Yeah. That's making our self-service network automation of enabling our, users, empowering our developers to, deliver services at most at a at a very good user experience. It's it's really interesting you you brought that particular example up because that was I I remember I won't say how long ago, but, I I spent a long time working for a big bank in the UK, looking after f 5 load balancers and and is a really interesting point that you make because if a network engineer is responsible for that, they have to know a lot more about the applications and everything that are running. There's a real issue with the, whose responsibility it is to maintain the validity of those of those that load balancing configuration because is it the application? Is it the network?

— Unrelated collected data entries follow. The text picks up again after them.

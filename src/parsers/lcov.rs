//! Parser for the LCOV `.info` format.
//!
//! Records read:
//!
//! ```text
//!   SF:<source file>
//!   DA:<line>,<hits>[,<checksum>]
//!   BRDA:<line>,<block>,<branch>,<taken>   ("-" means never evaluated)
//!   FN:<line>,<function name>
//!   FNDA:<hits>,<function name>
//!   end_of_record
//! ```
//!
//! Summary records (LF, LH, BRF, BRH, FNF, FNH) are ignored; counts are
//! derived from the detail records.
use std::collections::HashMap;

use super::{ParsedFile, Parser};
use crate::error::{CovtreeError, Result};

pub struct LcovParser;

impl Parser for LcovParser {
    fn parse(&self, input: &[u8]) -> Result<Vec<ParsedFile>> {
        parse(input)
    }
}

pub fn parse(input: &[u8]) -> Result<Vec<ParsedFile>> {
    let text = std::str::from_utf8(input)
        .map_err(|e| CovtreeError::Parse(format!("Invalid UTF-8 in LCOV data: {e}")))?;

    let mut files = Vec::new();
    let mut current: Option<ParsedFile> = None;
    // FN gives the start line, FNDA the hit count; joined by name.
    let mut fn_lines: HashMap<String, u32> = HashMap::new();

    for raw in text.lines() {
        let line = raw.trim();
        if line.is_empty() {
            continue;
        }
        if line == "end_of_record" {
            files.extend(current.take());
            fn_lines.clear();
            continue;
        }
        let Some((tag, value)) = line.split_once(':') else {
            continue;
        };

        match tag {
            "SF" => {
                files.extend(current.take());
                fn_lines.clear();
                current = Some(ParsedFile::new(value.to_string()));
            }
            "DA" => {
                let Some(file) = current.as_mut() else { continue };
                let mut parts = value.splitn(3, ',');
                let line_number = parts.next().and_then(|s| s.parse::<u32>().ok());
                let hits = parts.next().and_then(|s| s.parse::<i64>().ok());
                // Negative counts mark non-instrumentable lines.
                if let (Some(line_number), Some(hits)) = (line_number, hits) {
                    if hits >= 0 {
                        file.record_line(line_number, hits as u64);
                    }
                }
            }
            "BRDA" => {
                let Some(file) = current.as_mut() else { continue };
                let parts: Vec<&str> = value.splitn(4, ',').collect();
                if parts.len() != 4 {
                    continue;
                }
                if let Ok(line_number) = parts[0].parse::<u32>() {
                    let hits = parts[3].parse::<u64>().unwrap_or(0);
                    let label = format!("{}.{}", parts[1], parts[2]);
                    file.record_branch(line_number, hits, Some(label));
                }
            }
            "FN" => {
                // Newer lcov writes FN:<start>,<end>,<name>.
                let mut parts = value.split(',');
                let start = parts.next().and_then(|s| s.parse::<u32>().ok());
                if let (Some(start), Some(name)) = (start, parts.last()) {
                    fn_lines.insert(name.to_string(), start);
                }
            }
            "FNDA" => {
                let Some(file) = current.as_mut() else { continue };
                if let Some((hits, name)) = value.split_once(',') {
                    let hits = hits.parse::<u64>().unwrap_or(0);
                    let line_number = fn_lines.get(name).copied();
                    file.record_function(name.to_string(), line_number, hits);
                }
            }
            _ => {}
        }
    }

    files.extend(current.take());
    Ok(files)
}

That's always a problem. And and our traditional siloed approach does not help help situation there at all, does it? So you by creating this automated approach whereby I suppose you I guess you have templates for those those VIPs. You have default configurations for the the load balancing algorithms and all those sorts of good things that you can then put behind that self-service portal, but then use the real data from the network to validate that that that configuration is as you expect it to be and then to validate that it is going to work the way you expect it to, brings all that together. Right?
Absolutely. Right? I think, if if if you recall, the continuous everything approach, with a with a with a mindset where we wanted to enable our developers to deploy code almost same day. Yeah. Which means, if a salesperson meets a customer in the morning, finishes his meeting, comes back to the technology team and say, hey.

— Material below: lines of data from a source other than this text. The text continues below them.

//! Command handler functions for the covtree CLI.
//!
//! Each `cmd_*` function returns its output as a `String`, making them easy
//! to test without capturing stdout.

use std::fmt::Write;

use anyhow::{Context, Result};
use clap::ValueEnum;
use serde::Serialize;
use tokio_util::sync::CancellationToken;

use crate::config::DisplayConfig;
use crate::display::{
    display_percent, summaries, visible_rows, CoverageClass, MarkdownFormatter,
    PresentationData, RenderOptions, TextFormatter, TreeFormatter,
};
use crate::metric::select_percent;
use crate::model::{CoverageCounts, CoverageDetail};
use crate::node::CoverageNode;
use crate::session::CoverageSession;
use crate::uri::ResourceUri;

/// Output style for the `tree` command.
#[derive(Debug, Clone, Copy, PartialEq, Eq, ValueEnum)]
pub enum Style {
    Text,
    Markdown,
    Json,
}

#[derive(Serialize)]
#[serde(rename_all = "camelCase")]
struct NodeJson {
    uri: String,
    depth: usize,
    leaf: bool,
    counts: CoverageCounts,
    presentation: PresentationData,
    class: CoverageClass,
    summaries: Vec<String>,
}

fn node_json(node: &CoverageNode, depth: usize, options: &RenderOptions) -> NodeJson {
    let presentation = PresentationData::new(node.counts(), options.metric);
    NodeJson {
        uri: node.uri().to_string(),
        depth,
        leaf: node.is_leaf(),
        counts: *node.counts(),
        class: options.thresholds.classify(presentation.overall_percent),
        presentation,
        summaries: summaries(node.counts()),
    }
}

pub async fn cmd_tree(
    session: &CoverageSession,
    options: &RenderOptions,
    style: Style,
    token: &CancellationToken,
) -> Result<String> {
    let tree = session
        .all_files(token)
        .await
        .context("Failed to load coverage")?;
    let out = match style {
        Style::Text => TextFormatter.format(&tree, options),
        Style::Markdown => MarkdownFormatter.format(&tree, options),
        Style::Json => {
            let rows: Vec<NodeJson> = visible_rows(&tree, options.max_depth)
                .into_iter()
                .map(|row| node_json(row.node, row.depth, options))
                .collect();
            let mut json = serde_json::to_string_pretty(&rows)?;
            json.push('\n');
            json
        }
    };
    Ok(out)
}

pub async fn cmd_summary(
    session: &CoverageSession,
    config: &DisplayConfig,
    token: &CancellationToken,
) -> Result<String> {
    let tree = session
        .all_files(token)
        .await
        .context("Failed to load coverage")?;
    let totals = tree.totals();
    let percent = select_percent(&totals, config.metric);

    let mut out = String::new();
    writeln!(out, "Files:      {}", tree.file_count()).unwrap();
    writeln!(
        out,
        "Coverage:   {} ({}, {})",
        display_percent(percent),
        config.metric,
        config.thresholds.classify(percent).as_str()
    )
    .unwrap();
    for line in summaries(&totals) {
        writeln!(out, "  {line}").unwrap();
    }
    Ok(out)
}

pub async fn cmd_file(
    session: &CoverageSession,
    path: &str,
    config: &DisplayConfig,
    token: &CancellationToken,
) -> Result<String> {
    let uri: ResourceUri = path.parse()?;
    let Some(node) = session
        .get_uri(&uri, token)
        .await
        .context("Failed to load coverage")?
    else {
        return Ok(format!("No coverage data for '{path}'\n"));
    };

    let percent = select_percent(node.counts(), config.metric);
    let mut out = String::new();
    writeln!(out, "{}", node.uri()).unwrap();
    writeln!(
        out,
        "Coverage ({}): {} [{}]",
        config.metric,
        display_percent(percent),
        config.thresholds.classify(percent).as_str()
    )
    .unwrap();
    for line in summaries(node.counts()) {
        writeln!(out, "  {line}").unwrap();
    }

    match node.as_leaf() {
        Some(leaf) => {
            let details = leaf
                .details(token)
                .await
                .with_context(|| format!("Failed to resolve details for '{path}'"))?;
            out.push('\n');
            out.push_str(&format_details(&details));
        }
        None => {
            out.push('\n');
            let tree = session.all_files(token).await?;
            for child in tree.children(Some(&uri)) {
                let child_percent = select_percent(child.counts(), config.metric);
                let marker = if child.is_leaf() { "" } else { "/" };
                writeln!(
                    out,
                    "  {:<48} {:>8}",
                    format!("{}{marker}", child.uri().label()),
                    display_percent(child_percent)
                )
                .unwrap();
            }
        }
    }
    Ok(out)
}

fn format_details(details: &[CoverageDetail]) -> String {
    let mut out = String::new();
    let mut uncovered = Vec::new();

    writeln!(out, "{:>6}  {:>10}  {:>8}", "LINE", "HITS", "BRANCHES").unwrap();
    writeln!(out, "{}", "-".repeat(30)).unwrap();
    for detail in details {
        let CoverageDetail::Statement(stmt) = detail else {
            continue;
        };
        if stmt.hits == 0 {
            uncovered.push(stmt.line);
        }
        let branches = if stmt.branches.is_empty() {
            String::new()
        } else {
            format!("{}/{}", stmt.branches_taken(), stmt.branches.len())
        };
        let marker = if stmt.hits > 0 { "✓" } else { "✗" };
        writeln!(
            out,
            "{:>6}  {:>10}  {:>8}  {marker}",
            stmt.line, stmt.hits, branches
        )
        .unwrap();
    }

    let functions: Vec<_> = details
        .iter()
        .filter_map(|d| match d {
            CoverageDetail::Function(func) => Some(func),
            CoverageDetail::Statement(_) => None,
        })
        .collect();
    if !functions.is_empty() {
        out.push_str("\nFunctions:\n");
        for func in functions {
            let line = func.line.map(|l| format!(":{l}")).unwrap_or_default();
            writeln!(out, "  {}{line}  {} hits", func.name, func.hits).unwrap();
        }
    }

    if uncovered.is_empty() {
        out.push_str("\nAll instrumentable lines are covered.\n");
    } else {
        uncovered.sort_unstable();
        writeln!(
            out,
            "\nUncovered lines: {} ({} lines)",
            format_line_ranges(&uncovered),
            uncovered.len()
        )
        .unwrap();
    }
    out
}

/// Compact range notation for sorted line numbers, e.g. "1, 3-5, 8".
#[must_use]
pub fn format_line_ranges(lines: &[u32]) -> String {
    let mut ranges: Vec<(u32, u32)> = Vec::new();
    for &line in lines {
        match ranges.last_mut() {
            Some((_, end)) if line == *end + 1 => *end = line,
            _ => ranges.push((line, line)),
        }
    }
    ranges
        .iter()
        .map(|&(start, end)| {
            if start == end {
                start.to_string()
            } else {
                format!("{start}-{end}")
            }
        })
        .collect::<Vec<_>>()
        .join(", ")
}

Listen. I met with a customer. He would like to see this button from a blue to a red. How long does it take to make a change? Can we deliver this change, same day, by end of day so that the salesperson can walk in to the customer and say, your change is ready to go.
Right? And that's CICD in simple terms. And, now it's about how fast you are able to do that CICD process. But those changes also comes with, with the infrastructure changes that needs to happen. Of course.
Right? Not I I gave you an example of a button, but now if you kind of multiply that at at a scale of a bigger, use case, then that comes with the cost of a network change. Yeah. But if we, as a network team, if you continue to say, oh, it's a traditional ITSM process, you put in a ticket, I'll take 3 days to do this. Yeah.
Yeah. Yeah. Because then the customer is not not gonna have them. Yeah. Yeah.
Right. It's it's So that is why we wanted to empower our developers. Yeah. By giving them that ecosystem where they can manage their changes through self-service model. Yeah.
And this this this integrated ecosystem of network tools, with the with powered by the data, is enabling the developers to do the work with utmost confidence because they also need to have the confidence in the process and the trust in the process. Fine. I'm calling out for a whip change, but what if if I break things? What if I break my product? Right?
That worry is always there. We also kind of build the confidence and the trust in the process by showing them, in a single pane of glass, saying, hey. Here is a whip change you're making. The pre change, the post change. And the developer has the trust and the confidence saying, hey.
Yes. I'm inducing the change in the right place, right direction. It is not going to break my product. My product is going to be available 100%, and I can still make my change successfully. I think it's very important to emphasize the trust and the confidence Yeah.
When you do the self-service model because you are basically passing the key to a developer who would like to do this change. Yeah. And and that, again, if you've got the appropriate, the appropriate mechanisms in place to validate that those are exactly as they should be once they've been executed, you're just cementing that that trust and that confidence, aren't you? It's it's really interesting. You'll notice I'm taking notes as we go here and I've written very large trust and confidence as the as the points of the query because that's exactly what it's about.
Quite right. Now, I know Guru that you guys are super busy with loads of projects on the go at the moment and of course you've had, some merger activity recently as well which I'm sure proved pretty challenging. I believe you've got a bit of a use case around how having all of this this available to you and the observability platform that you put in place has helped you with that merger activity. Yeah. Well, I'll start with a little bit of how, it initially helped S&P Global, when we when we first brought that, brought the IP fabric.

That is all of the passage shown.